Invitations to communities and public to participate in decision making about health care will be counterproductive unless they carry a commitment of time and effort to allow people to feel that they are active partners, and unless policies and plans are open to change as a result of their contribution.
The context of the symposium was the NHS of the United Kingdom. The principles are likely to be relevant to other publicly funded health systems. In the private sector the community and the consumer become the customer. North American total quality management and continuous quality improvement programmes derived from commercial and industrial settings depend on customer satisfaction and feedback to drive improvements in quality of care. Community and patient participation in the developing world is encouraged by bilateral and multilateral funding agencies who require such participation as a condition for the development of funding application. However, it is as yet unclear in developing countries to what extent such participation improves health and health care, but then that is also true in the developed world.3 This lack of evidence is not the same as absence of effect. Healthcare providers need to enable participation by patients and by communities as a matter of accountability to those for whom the service is provided, who in many countries also fund the service.

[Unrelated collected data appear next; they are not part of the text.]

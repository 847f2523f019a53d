// Copyright 2025 eraflo
//
// Licensed under the Apache License, Version 2.0 (the "License");
// you may not use this file except in compliance with the License.
// You may obtain a copy of the License at
//
//     http://www.apache.org/licenses/LICENSE-2.0
//
// Unless required by applicable law or agreed to in writing, software
// distributed under the License is distributed on an "AS IS" BASIS,
// WITHOUT WARRANTIES OR CONDITIONS OF ANY KIND, either express or implied.
// See the License for the specific language governing permissions and
// limitations under the License.

//! Provides translation from a concrete windowing backend (`winit`) to queue events.
//!
//! This module acts as an adapter layer, decoupling the rest of the engine from the
//! specific input event format of the `winit` crate. The translator is stateful: winit
//! reports modifier changes and cursor moves as separate events, while queue events
//! carry the modifier set on key events and the cursor position on button events.

use ember_core::event::{Event, EventQueue, Modifiers, MouseButton, QueueError};
use winit::event::{
    ElementState, Modifiers as WinitModifiers, MouseButton as WinitMouseButton,
    MouseScrollDelta, WindowEvent,
};
use winit::keyboard::{KeyCode, ModifiersState, PhysicalKey};

/// Converts `winit` window events into [`Event`]s and posts them into an [`EventQueue`].
#[derive(Debug, Default)]
pub struct InputTranslator {
    modifiers: Modifiers,
    cursor_x: f32,
    cursor_y: f32,
}

impl InputTranslator {
    /// Creates a translator with no modifier held and the cursor at the origin.
    pub fn new() -> Self {
        Self::default()
    }

    /// Returns the modifier set currently held.
    pub fn modifiers(&self) -> Modifiers {
        self.modifiers
    }

    /// Returns the last known cursor position.
    pub fn cursor_position(&self) -> (f32, f32) {
        (self.cursor_x, self.cursor_y)
    }

    /// Translates a `winit::event::WindowEvent` into an [`Event`].
    ///
    /// Modifier changes and cursor moves update the translator's state. Events that are
    /// not user input or window lifecycle (focus changes, redraws, ...) yield `None`.
    ///
    /// # Arguments
    ///
    /// * `event`: A reference to a `WindowEvent` from the `winit` library.
    pub fn translate(&mut self, event: &WindowEvent) -> Option<Event> {
        match event {
            WindowEvent::ModifiersChanged(modifiers) => {
                self.modifiers = map_modifiers(modifiers);
                None
            }
            WindowEvent::KeyboardInput {
                event: key_event, ..
            } => self.translate_key(key_event.physical_key, key_event.state, key_event.repeat),
            WindowEvent::CursorMoved { position, .. } => {
                self.cursor_x = position.x as f32;
                self.cursor_y = position.y as f32;
                Some(Event::mouse_motion(self.cursor_x, self.cursor_y))
            }
            WindowEvent::MouseInput { state, button, .. } => {
                let button = map_mouse_button(*button);
                Some(match state {
                    ElementState::Pressed => {
                        Event::mouse_button_down(self.cursor_x, self.cursor_y, button)
                    }
                    ElementState::Released => {
                        Event::mouse_button_up(self.cursor_x, self.cursor_y, button)
                    }
                })
            }
            WindowEvent::MouseWheel { delta, .. } => {
                let (dx, dy): (f32, f32) = match delta {
                    MouseScrollDelta::LineDelta(x, y) => (*x, *y),
                    MouseScrollDelta::PixelDelta(pos) => (pos.x as f32, pos.y as f32),
                };
                if dx != 0.0 || dy != 0.0 {
                    Some(Event::mouse_wheel(dx, dy))
                } else {
                    None
                }
            }
            WindowEvent::Resized(size) => Some(Event::window_resize(size.width, size.height)),
            WindowEvent::CloseRequested => Some(Event::quit()),
            _ => None,
        }
    }

    /// Translates `event` and posts the result into `queue`.
    ///
    /// Returns `Ok(true)` if an event was queued and `Ok(false)` if `event` had no
    /// queue counterpart. A full queue is logged and reported; the event is dropped.
    pub fn forward(&mut self, event: &WindowEvent, queue: &EventQueue) -> Result<bool, QueueError> {
        let Some(translated) = self.translate(event) else {
            return Ok(false);
        };

        log::trace!("Input event: {:?}", translated);
        match queue.post(translated) {
            Ok(()) => Ok(true),
            Err(e) => {
                log::warn!("Dropping input event: {e}");
                Err(e)
            }
        }
    }

    /// (Internal) Builds a key event from the parts of a `winit::event::KeyEvent`.
    fn translate_key(
        &self,
        physical_key: PhysicalKey,
        state: ElementState,
        repeat: bool,
    ) -> Option<Event> {
        let PhysicalKey::Code(keycode) = physical_key else {
            return None;
        };
        let key_code = map_keycode_to_string(keycode);
        match state {
            ElementState::Pressed if !repeat => Some(Event::key_down(key_code, self.modifiers)),
            ElementState::Released => Some(Event::key_up(key_code, self.modifiers)),
            _ => None,
        }
    }
}

// --- Private Helper Functions ---

/// (Internal) Maps a `winit::keyboard::KeyCode` to a string representation.
fn map_keycode_to_string(keycode: KeyCode) -> String {
    format!("{keycode:?}")
}

/// (Internal) Maps a `winit::event::MouseButton` to the engine's `MouseButton` enum.
fn map_mouse_button(button: WinitMouseButton) -> MouseButton {
    match button {
        WinitMouseButton::Left => MouseButton::Left,
        WinitMouseButton::Right => MouseButton::Right,
        WinitMouseButton::Middle => MouseButton::Middle,
        WinitMouseButton::Back => MouseButton::Back,
        WinitMouseButton::Forward => MouseButton::Forward,
        WinitMouseButton::Other(id) => MouseButton::Other(id),
    }
}

/// (Internal) Maps winit's modifier state to the engine's `Modifiers` set.
fn map_modifiers(modifiers: &WinitModifiers) -> Modifiers {
    let state: ModifiersState = modifiers.state();
    let mut mapped = Modifiers::NONE;
    if state.shift_key() {
        mapped |= Modifiers::SHIFT;
    }
    if state.control_key() {
        mapped |= Modifiers::CONTROL;
    }
    if state.alt_key() {
        mapped |= Modifiers::ALT;
    }
    if state.super_key() {
        mapped |= Modifiers::SUPER;
    }
    mapped
}
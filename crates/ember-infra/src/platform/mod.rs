// Copyright 2025 eraflo
//
// Licensed under the Apache License, Version 2.0 (the "License");
// you may not use this file except in compliance with the License.
// You may obtain a copy of the License at
//
//     http://www.apache.org/licenses/LICENSE-2.0
//
// Unless required by applicable law or agreed to in writing, software
// distributed under the License is distributed on an "AS IS" BASIS,
// WITHOUT WARRANTIES OR CONDITIONS OF ANY KIND, either express or implied.
// See the License for the specific language governing permissions and
// limitations under the License.

//! Platform-specific producers for the event queue.

pub mod input;
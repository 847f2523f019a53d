// Copyright 2025 eraflo
//
// Licensed under the Apache License, Version 2.0 (the "License");
// you may not use this file except in compliance with the License.
// You may obtain a copy of the License at
//
//     http://www.apache.org/licenses/LICENSE-2.0
//
// Unless required by applicable law or agreed to in writing, software
// distributed under the License is distributed on an "AS IS" BASIS,
// WITHOUT WARRANTIES OR CONDITIONS OF ANY KIND, either express or implied.
// See the License for the specific language governing permissions and
// limitations under the License.

//! Sandbox configuration, loaded from an optional JSON file.

use std::fs;
use std::path::Path;

use anyhow::{Context, Result};
use ember_core::event::EventQueueConfig;
use serde::{Deserialize, Serialize};

/// Settings for a sandbox run. Every field is optional in the JSON file.
#[derive(Debug, Clone, Serialize, Deserialize)]
#[serde(default)]
pub struct SandboxConfig {
    /// Settings forwarded to the event queue.
    pub queue: EventQueueConfig,
    /// Number of game-event producer threads.
    pub producers: usize,
    /// Events each producer tries to post.
    pub events_per_producer: u32,
    /// Upper bound on consumer ticks before the run stops on its own.
    pub ticks: u32,
    /// Time between two consumer ticks.
    pub tick_interval_ms: u64,
}

impl Default for SandboxConfig {
    fn default() -> Self {
        Self {
            queue: EventQueueConfig::default(),
            producers: 4,
            events_per_producer: 500,
            ticks: 120,
            tick_interval_ms: 16,
        }
    }
}

impl SandboxConfig {
    /// Loads the config at `path`, or the defaults when no path is given.
    pub fn load(path: Option<&Path>) -> Result<Self> {
        let Some(path) = path else {
            log::info!("No config file given, using defaults.");
            return Ok(Self::default());
        };

        let raw = fs::read_to_string(path)
            .with_context(|| format!("failed to read config file '{}'", path.display()))?;
        let config: Self = serde_json::from_str(&raw)
            .with_context(|| format!("failed to parse config file '{}'", path.display()))?;
        config.queue.validate()?;
        log::info!("Loaded config from '{}'.", path.display());
        Ok(config)
    }
}
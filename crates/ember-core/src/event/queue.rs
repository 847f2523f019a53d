// Copyright 2025 eraflo
//
// Licensed under the Apache License, Version 2.0 (the "License");
// you may not use this file except in compliance with the License.
// You may obtain a copy of the License at
//
//     http://www.apache.org/licenses/LICENSE-2.0
//
// Unless required by applicable law or agreed to in writing, software
// distributed under the License is distributed on an "AS IS" BASIS,
// WITHOUT WARRANTIES OR CONDITIONS OF ANY KIND, either express or implied.
// See the License for the specific language governing permissions and
// limitations under the License.

//! The bounded, ordered event queue.

use std::collections::VecDeque;
use std::sync::{Mutex, MutexGuard, PoisonError};

use super::config::EventQueueConfig;
use super::error::QueueError;
use super::types::{Event, EventType};

/// The default number of events a queue holds before [`EventQueue::post`] fails.
pub const MAX_EVENTS_IN_QUEUE: usize = 256;

/// Running counters describing a queue's traffic since it was created.
#[derive(Debug, Clone, Copy, PartialEq, Eq, Default)]
pub struct QueueStats {
    /// Events accepted by `post`.
    pub posted: u64,
    /// Events refused by `post`.
    pub rejected: u64,
    /// Events handed back to a consumer by `drain`, `poll` or a typed drain.
    pub drained: u64,
    /// Events removed by one of the `clear` operations.
    pub discarded: u64,
    /// The largest number of events held at once.
    pub high_water: usize,
}

#[derive(Debug, Default)]
struct QueueState {
    events: VecDeque<Event>,
    stats: QueueStats,
}

/// A thread-safe, bounded FIFO of [`Event`]s.
///
/// Producers call [`post`](Self::post) from any thread; it never blocks and fails with
/// [`QueueError::QueueFull`] instead of evicting anything. The consumer empties the
/// queue with [`drain`](Self::drain) or [`poll`](Self::poll), or pulls out just the
/// events it cares about with [`drain_type`](Self::drain_type) and
/// [`drain_types`](Self::drain_types). Every operation runs under a single lock, so no
/// partial update is ever observable.
///
/// Type-selective operations perform a stable partition: the extracted events and
/// the ones that stay behind both keep their original relative order.
#[derive(Debug)]
pub struct EventQueue {
    capacity: usize,
    state: Mutex<QueueState>,
}

impl EventQueue {
    /// Creates an empty queue holding at most [`MAX_EVENTS_IN_QUEUE`] events.
    pub fn new() -> Self {
        Self::with_capacity(MAX_EVENTS_IN_QUEUE)
    }

    /// Creates an empty queue holding at most `capacity` events.
    ///
    /// A zero capacity yields a queue that rejects every post. Storage is reserved for
    /// at most [`MAX_EVENTS_IN_QUEUE`] events up front and grows up to `capacity`.
    pub fn with_capacity(capacity: usize) -> Self {
        log::debug!("EventQueue initialized with capacity {capacity}.");
        Self {
            capacity,
            state: Mutex::new(QueueState {
                events: VecDeque::with_capacity(capacity.min(MAX_EVENTS_IN_QUEUE)),
                stats: QueueStats::default(),
            }),
        }
    }

    /// Creates an empty queue from a configuration.
    pub fn from_config(config: &EventQueueConfig) -> Self {
        Self::with_capacity(config.capacity)
    }

    /// Returns the maximum number of events this queue holds.
    pub fn capacity(&self) -> usize {
        self.capacity
    }

    /// Returns the number of pending events.
    pub fn len(&self) -> usize {
        self.lock().events.len()
    }

    /// Returns `true` if no event is pending.
    pub fn is_empty(&self) -> bool {
        self.lock().events.is_empty()
    }

    /// Returns a snapshot of the traffic counters.
    pub fn stats(&self) -> QueueStats {
        self.lock().stats
    }

    /// Appends `event` to the tail of the queue.
    ///
    /// The capacity check and the append happen under the same lock. On error the event
    /// is dropped and the queue is unchanged.
    ///
    /// # Errors
    ///
    /// * [`QueueError::QueueFull`] if the queue already holds `capacity` events.
    /// * [`QueueError::ReservedType`] if the event is the `NoEvent` sentinel.
    pub fn post(&self, event: Event) -> Result<(), QueueError> {
        if event.is_none() {
            return Err(QueueError::ReservedType);
        }

        let mut state = self.lock();
        if state.events.len() >= self.capacity {
            state.stats.rejected += 1;
            return Err(QueueError::QueueFull {
                capacity: self.capacity,
            });
        }

        log::trace!("Posting a {} event.", event.kind);
        state.events.push_back(event);
        state.stats.posted += 1;
        state.stats.high_water = state.stats.high_water.max(state.events.len());
        Ok(())
    }

    /// Removes and returns every pending event, oldest first.
    pub fn drain(&self) -> Vec<Event> {
        let mut state = self.lock();
        let events: Vec<Event> = state.events.drain(..).collect();
        state.stats.drained += events.len() as u64;
        log::trace!("Drained {} events.", events.len());
        events
    }

    /// Removes and returns the oldest pending event.
    ///
    /// Returns the `NoEvent` sentinel when the queue is empty.
    pub fn poll(&self) -> Event {
        let mut state = self.lock();
        match state.events.pop_front() {
            Some(event) => {
                log::trace!("Polled a {} event.", event.kind);
                state.stats.drained += 1;
                event
            }
            None => Event::none(),
        }
    }

    /// Removes and returns every pending event of type `kind`, oldest first.
    /// Events of other types stay queued in their original order.
    pub fn drain_type(&self, kind: EventType) -> Vec<Event> {
        self.extract(|candidate| candidate == kind)
    }

    /// Removes and returns every pending event whose type is in `kinds`, oldest first.
    /// Events of other types stay queued in their original order.
    pub fn drain_types(&self, kinds: &[EventType]) -> Vec<Event> {
        self.extract(|candidate| kinds.contains(&candidate))
    }

    /// Discards every pending event.
    pub fn clear(&self) {
        let mut state = self.lock();
        state.stats.discarded += state.events.len() as u64;
        state.events.clear();
    }

    /// Discards every pending event of type `kind`. Other events keep their order.
    pub fn clear_type(&self, kind: EventType) {
        self.discard(|candidate| candidate == kind);
    }

    /// Discards every pending event whose type is in `kinds`. Other events keep their order.
    pub fn clear_types(&self, kinds: &[EventType]) {
        self.discard(|candidate| kinds.contains(&candidate));
    }

    // --- Private Helper Functions ---

    /// (Internal) Stable partition: matched events are returned, the rest is kept.
    fn extract(&self, matches: impl Fn(EventType) -> bool) -> Vec<Event> {
        let mut state = self.lock();
        let pending = std::mem::take(&mut state.events);

        let mut matched = Vec::new();
        let mut remainder = VecDeque::with_capacity(pending.len());
        for event in pending {
            if matches(event.kind) {
                matched.push(event);
            } else {
                remainder.push_back(event);
            }
        }

        state.events = remainder;
        state.stats.drained += matched.len() as u64;
        log::trace!(
            "Extracted {} events, {} remain queued.",
            matched.len(),
            state.events.len()
        );
        matched
    }

    /// (Internal) Order-preserving in-place removal of matched events.
    fn discard(&self, matches: impl Fn(EventType) -> bool) {
        let mut state = self.lock();
        let before = state.events.len();
        state.events.retain(|event| !matches(event.kind));
        state.stats.discarded += (before - state.events.len()) as u64;
    }

    /// (Internal) Acquires the state lock.
    ///
    /// Every mutation completes before the guard is released, so a poisoned lock still
    /// holds a consistent buffer.
    fn lock(&self) -> MutexGuard<'_, QueueState> {
        self.state.lock().unwrap_or_else(PoisonError::into_inner)
    }
}
use chrono::{DateTime, Utc};
use sea_orm::entity::prelude::*;
use serde::{Deserialize, Serialize};
use uuid::Uuid;

/// Append-only record of a user redeeming a coupon. A database
/// uniqueness constraint on (coupon_id, user_id) closes the concurrent
/// double-redemption race; the service maps the violation to
/// `CouponAlreadyUsed`.
#[derive(Clone, Debug, PartialEq, Eq, DeriveEntityModel, Serialize, Deserialize)]
#[sea_orm(table_name = "coupon_usages")]
pub struct Model {
    #[sea_orm(primary_key, auto_increment = false)]
    pub id: Uuid,
    pub coupon_id: Uuid,
    pub user_id: Uuid,
    pub created_at: DateTime<Utc>,
}

#[derive(Copy, Clone, Debug, EnumIter, DeriveRelation)]
pub enum Relation {
    #[sea_orm(
        belongs_to = "super::coupon::Entity",
        from = "Column::CouponId",
        to = "super::coupon::Column::Id"
    )]
    Coupon,
}

impl Related<super::coupon::Entity> for Entity {
    fn to() -> RelationDef {
        Relation::Coupon.def()
    }
}

impl ActiveModelBehavior for ActiveModel {}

We are extremely grateful to Kenneth Boyd, Nick Partridge, Alan Maynard, and Sarah Stewart-Brown for their relevant and entertaining presentations, to Iain Chalmers for chairing the symposium so effectively and efficiently, and to Vikki Entwistle for her help in the preparation of the programme and of this comment. The symposium was held to celebrate the retirement of Elizabeth Russell from the chair of Social Medicine in Aberdeen. Copies of the full report are available from the Department of Public Health.
Public and patient participation in the healthcare decision making process.
Conflicts of interest: the symposium reported here was funded by the Aberdeen Department of Public Health. There are no conflicts of interest, financial or other, arising from this paper.